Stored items
-------
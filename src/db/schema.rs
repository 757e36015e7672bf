//! Schema version registry and migration plan
//!
//! The registry is an ordered, append-only list of [`SchemaVersion`]s. Each
//! version carries the step that upgrades a store from the previous version.
//! A [`MigrationPlan`] is required to open a [`LocalStore`](super::LocalStore);
//! before any step runs the plan must cover every version between the one on
//! disk and its target, otherwise opening fails with
//! [`SyncError::SchemaVersionGap`].

use rusqlite::{Connection, OptionalExtension};
use tracing::{info, warn};

use crate::error::SyncError;

/// Latest schema version known to this build
pub const CURRENT_SCHEMA_VERSION: u32 = 3;

/// Migration step: upgrades a store from `version - 1` to `version`
pub type MigrationStep = fn(&Connection) -> Result<(), SyncError>;

/// One entry in the version registry
#[derive(Clone)]
pub struct SchemaVersion {
    pub version: u32,
    pub name: &'static str,
    step: MigrationStep,
}

impl SchemaVersion {
    pub fn new(version: u32, name: &'static str, step: MigrationStep) -> Self {
        Self { version, name, step }
    }

    fn apply(&self, conn: &Connection) -> Result<(), SyncError> {
        (self.step)(conn)
    }
}

impl std::fmt::Debug for SchemaVersion {
    fn fmt(&self, f: &mut std::fmt::Formatter<'_>) -> std::fmt::Result {
        f.debug_struct("SchemaVersion")
            .field("version", &self.version)
            .field("name", &self.name)
            .finish()
    }
}

/// The full registry, oldest first
pub fn versions() -> Vec<SchemaVersion> {
    vec![
        SchemaVersion::new(1, "initial", migrate_v1),
        SchemaVersion::new(2, "hourly_buckets_outbox", migrate_v2),
        SchemaVersion::new(3, "dedup_key_priority_settings", migrate_v3),
    ]
}

/// Ordered set of versions a store is opened with
#[derive(Debug, Clone)]
pub struct MigrationPlan {
    versions: Vec<SchemaVersion>,
}

impl MigrationPlan {
    /// Plan covering the whole registry
    pub fn current() -> Self {
        Self { versions: versions() }
    }

    /// Build a plan from an explicit version list.
    ///
    /// The list is sorted; it must be non-empty and free of duplicate
    /// versions. Gaps are allowed here and detected when a store is opened,
    /// because whether a gap matters depends on the version found on disk.
    pub fn from_versions(mut versions: Vec<SchemaVersion>) -> Result<Self, SyncError> {
        if versions.is_empty() {
            return Err(SyncError::InvalidMigrationPlan(
                "plan has no versions".to_string(),
            ));
        }
        versions.sort_by_key(|v| v.version);
        if let Some(pair) = versions.windows(2).find(|w| w[0].version == w[1].version) {
            return Err(SyncError::InvalidMigrationPlan(format!(
                "version {} listed twice",
                pair[0].version
            )));
        }
        if versions[0].version == 0 {
            return Err(SyncError::InvalidMigrationPlan(
                "version 0 is reserved for an empty store".to_string(),
            ));
        }
        Ok(Self { versions })
    }

    /// Version a store is at after opening with this plan
    pub fn target(&self) -> u32 {
        self.versions.last().map(|v| v.version).unwrap_or(0)
    }

    pub fn versions(&self) -> &[SchemaVersion] {
        &self.versions
    }

    /// Steps needed to bring a store at `on_disk` up to [`target`](Self::target).
    pub fn path_from(&self, on_disk: u32) -> Result<Vec<&SchemaVersion>, SyncError> {
        let target = self.target();
        if on_disk > target {
            return Err(SyncError::SchemaTooNew { on_disk, target });
        }

        let mut path = Vec::new();
        for wanted in (on_disk + 1)..=target {
            let step = self
                .versions
                .iter()
                .find(|v| v.version == wanted)
                .ok_or(SyncError::SchemaVersionGap {
                    on_disk,
                    missing: wanted,
                    target,
                })?;
            path.push(step);
        }
        Ok(path)
    }
}

/// Read the on-disk version without writing anything (0 for a new store)
pub fn get_schema_version(conn: &Connection) -> Result<u32, SyncError> {
    let has_table: bool = conn
        .query_row(
            "SELECT COUNT(*) > 0 FROM sqlite_master WHERE type = 'table' AND name = 'schema_version'",
            [],
            |row| row.get(0),
        )
        .map_err(|e| SyncError::Storage(format!("Failed to inspect schema: {}", e)))?;

    if !has_table {
        return Ok(0);
    }

    let version: Option<u32> = conn
        .query_row("SELECT version FROM schema_version LIMIT 1", [], |row| row.get(0))
        .optional()
        .map_err(|e| SyncError::Storage(format!("Failed to read schema_version: {}", e)))?;

    Ok(version.unwrap_or(0))
}

fn set_schema_version(conn: &Connection, version: u32) -> Result<(), SyncError> {
    conn.execute(
        "CREATE TABLE IF NOT EXISTS schema_version (version INTEGER NOT NULL)",
        [],
    )
    .map_err(|e| SyncError::Storage(format!("Failed to create schema_version table: {}", e)))?;
    conn.execute("DELETE FROM schema_version", [])
        .map_err(|e| SyncError::Storage(format!("Failed to clear schema_version: {}", e)))?;
    conn.execute("INSERT INTO schema_version (version) VALUES (?)", [version])
        .map_err(|e| SyncError::Storage(format!("Failed to set schema_version: {}", e)))?;
    Ok(())
}

/// Bring the store up to the plan's target.
///
/// The whole path is resolved first; a gap fails before any step runs. All
/// steps and the version bump share one transaction.
pub fn apply_plan(conn: &mut Connection, plan: &MigrationPlan) -> Result<u32, SyncError> {
    let on_disk = get_schema_version(conn)?;
    let path = plan.path_from(on_disk)?;

    if path.is_empty() {
        info!("Database schema is up to date (v{})", on_disk);
        return Ok(on_disk);
    }

    let target = plan.target();
    if on_disk == 0 {
        info!("Creating new database schema v{}", target);
    } else {
        info!("Migrating schema from v{} to v{}", on_disk, target);
    }

    let tx = conn
        .transaction()
        .map_err(|e| SyncError::Storage(format!("Failed to begin migration: {}", e)))?;

    for step in path {
        info!(version = step.version, name = step.name, "Applying schema step");
        step.apply(&tx)?;
    }
    set_schema_version(&tx, target)?;

    tx.commit()
        .map_err(|e| SyncError::Storage(format!("Failed to commit migration: {}", e)))?;

    Ok(target)
}

fn migrate_v1(conn: &Connection) -> Result<(), SyncError> {
    conn.execute_batch(V1_SCHEMA)
        .map_err(|e| SyncError::Storage(format!("Failed to apply v1: {}", e)))
}

fn migrate_v2(conn: &Connection) -> Result<(), SyncError> {
    conn.execute_batch(V2_SCHEMA)
        .map_err(|e| SyncError::Storage(format!("Failed to apply v2: {}", e)))
}

fn migrate_v3(conn: &Connection) -> Result<(), SyncError> {
    // Rows written before the dedup key existed may collide; the most recently
    // written row for a key wins.
    let collapsed = conn
        .execute(
            "DELETE FROM progress_entries WHERE rowid NOT IN (
                SELECT MAX(rowid) FROM progress_entries
                GROUP BY user_id, metric_type, date, COALESCE(bucket_time, '')
            )",
            [],
        )
        .map_err(|e| SyncError::Storage(format!("Failed to collapse duplicate entries: {}", e)))?;

    if collapsed > 0 {
        warn!(collapsed, "Collapsed duplicate progress entries while adding dedup key");
    }

    // Undelivered events of collapsed rows would only fail as missing entities
    let orphaned = conn
        .execute(
            "DELETE FROM outbox_events
             WHERE status != 'synced'
               AND entity_id NOT IN (SELECT id FROM progress_entries)",
            [],
        )
        .map_err(|e| SyncError::Storage(format!("Failed to drop orphaned outbox events: {}", e)))?;

    if orphaned > 0 {
        warn!(orphaned, "Dropped outbox events of collapsed entries");
    }

    conn.execute_batch(V3_SCHEMA)
        .map_err(|e| SyncError::Storage(format!("Failed to apply v3: {}", e)))
}

/// v1: daily progress entries
const V1_SCHEMA: &str = r#"
CREATE TABLE IF NOT EXISTS progress_entries (
    id TEXT PRIMARY KEY NOT NULL,
    user_id TEXT NOT NULL,
    metric_type TEXT NOT NULL,
    quantity REAL NOT NULL,
    date TEXT NOT NULL,
    notes TEXT,

    -- Set once the backend accepted the entry
    backend_id TEXT,
    sync_status TEXT NOT NULL DEFAULT 'pending',

    created_at TEXT NOT NULL,
    updated_at TEXT NOT NULL
);

CREATE INDEX IF NOT EXISTS idx_progress_user_metric_date
    ON progress_entries(user_id, metric_type, date);
"#;

/// v2: sub-day buckets and the outbox
const V2_SCHEMA: &str = r#"
ALTER TABLE progress_entries ADD COLUMN bucket_time TEXT;

CREATE TABLE IF NOT EXISTS outbox_events (
    id TEXT PRIMARY KEY NOT NULL,
    event_type TEXT NOT NULL,
    entity_id TEXT NOT NULL,
    user_id TEXT NOT NULL,
    status TEXT NOT NULL DEFAULT 'pending',
    created_at TEXT NOT NULL,
    attempt_count INTEGER NOT NULL DEFAULT 0,
    max_attempts INTEGER NOT NULL DEFAULT 5,
    last_attempt_at TEXT,
    error_message TEXT
);

CREATE INDEX IF NOT EXISTS idx_outbox_entity ON outbox_events(entity_id);
"#;

/// v3: unique dedup key, outbox priority/backoff, settings store
const V3_SCHEMA: &str = r#"
CREATE UNIQUE INDEX IF NOT EXISTS idx_progress_dedup_key
    ON progress_entries(user_id, metric_type, date, COALESCE(bucket_time, ''));

ALTER TABLE outbox_events ADD COLUMN priority INTEGER NOT NULL DEFAULT 0;
ALTER TABLE outbox_events ADD COLUMN next_attempt_at TEXT;

CREATE INDEX IF NOT EXISTS idx_outbox_ready
    ON outbox_events(status, priority DESC, created_at);
CREATE INDEX IF NOT EXISTS idx_outbox_user ON outbox_events(user_id);

CREATE TABLE IF NOT EXISTS settings (
    key TEXT PRIMARY KEY NOT NULL,
    value TEXT NOT NULL,
    updated_at TEXT NOT NULL DEFAULT (strftime('%Y-%m-%dT%H:%M:%fZ', 'now'))
);
"#;

#[cfg(test)]
mod tests {
    use super::*;

    fn plan_of(wanted: &[u32]) -> MigrationPlan {
        MigrationPlan::from_versions(
            versions()
                .into_iter()
                .filter(|v| wanted.contains(&v.version))
                .collect(),
        )
        .unwrap()
    }

    #[test]
    fn test_fresh_store_reaches_current() {
        let mut conn = Connection::open_in_memory().unwrap();
        let version = apply_plan(&mut conn, &MigrationPlan::current()).unwrap();

        assert_eq!(version, CURRENT_SCHEMA_VERSION);
        assert_eq!(get_schema_version(&conn).unwrap(), CURRENT_SCHEMA_VERSION);
    }

    #[test]
    fn test_reopen_is_noop() {
        let mut conn = Connection::open_in_memory().unwrap();
        apply_plan(&mut conn, &MigrationPlan::current()).unwrap();
        let version = apply_plan(&mut conn, &MigrationPlan::current()).unwrap();
        assert_eq!(version, CURRENT_SCHEMA_VERSION);
    }

    #[test]
    fn test_gap_detected_before_any_step() {
        let mut conn = Connection::open_in_memory().unwrap();
        apply_plan(&mut conn, &plan_of(&[1])).unwrap();

        let err = apply_plan(&mut conn, &plan_of(&[1, 3])).unwrap_err();
        match err {
            SyncError::SchemaVersionGap { on_disk, missing, target } => {
                assert_eq!(on_disk, 1);
                assert_eq!(missing, 2);
                assert_eq!(target, 3);
            }
            other => panic!("unexpected error: {:?}", other),
        }

        // Nothing was applied
        assert_eq!(get_schema_version(&conn).unwrap(), 1);
    }

    #[test]
    fn test_plan_without_base_cannot_create_store() {
        let mut conn = Connection::open_in_memory().unwrap();
        let err = apply_plan(&mut conn, &plan_of(&[2, 3])).unwrap_err();
        assert!(matches!(err, SyncError::SchemaVersionGap { missing: 1, .. }));
        assert_eq!(get_schema_version(&conn).unwrap(), 0);
    }

    #[test]
    fn test_newer_store_rejected() {
        let mut conn = Connection::open_in_memory().unwrap();
        apply_plan(&mut conn, &MigrationPlan::current()).unwrap();

        let err = apply_plan(&mut conn, &plan_of(&[1, 2])).unwrap_err();
        assert!(matches!(err, SyncError::SchemaTooNew { on_disk: 3, target: 2 }));
    }

    #[test]
    fn test_plan_rejects_duplicates_and_empty() {
        assert!(MigrationPlan::from_versions(vec![]).is_err());

        let mut dup = versions();
        dup.push(versions().remove(0));
        assert!(matches!(
            MigrationPlan::from_versions(dup),
            Err(SyncError::InvalidMigrationPlan(_))
        ));
    }

    #[test]
    fn test_v3_collapses_legacy_duplicates() {
        let mut conn = Connection::open_in_memory().unwrap();
        apply_plan(&mut conn, &plan_of(&[1, 2])).unwrap();

        for (id, qty) in [("a", 10.0), ("b", 12.0)] {
            conn.execute(
                "INSERT INTO progress_entries (id, user_id, metric_type, quantity, date, created_at, updated_at)
                 VALUES (?1, 'u1', 'weight', ?2, '2026-01-02', 'x', 'x')",
                rusqlite::params![id, qty],
            )
            .unwrap();
        }

        apply_plan(&mut conn, &MigrationPlan::current()).unwrap();

        let (count, qty): (i64, f64) = conn
            .query_row(
                "SELECT COUNT(*), MAX(quantity) FROM progress_entries",
                [],
                |row| Ok((row.get(0)?, row.get(1)?)),
            )
            .unwrap();
        assert_eq!(count, 1);
        assert_eq!(qty, 12.0);
    }
}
-------
Search the records for the string "COALESCE" and return every line in which it occurs.

                GROUP BY user_id, metric_type, date, COALESCE(bucket_time, '')
    ON progress_entries(user_id, metric_type, date, COALESCE(bucket_time, ''));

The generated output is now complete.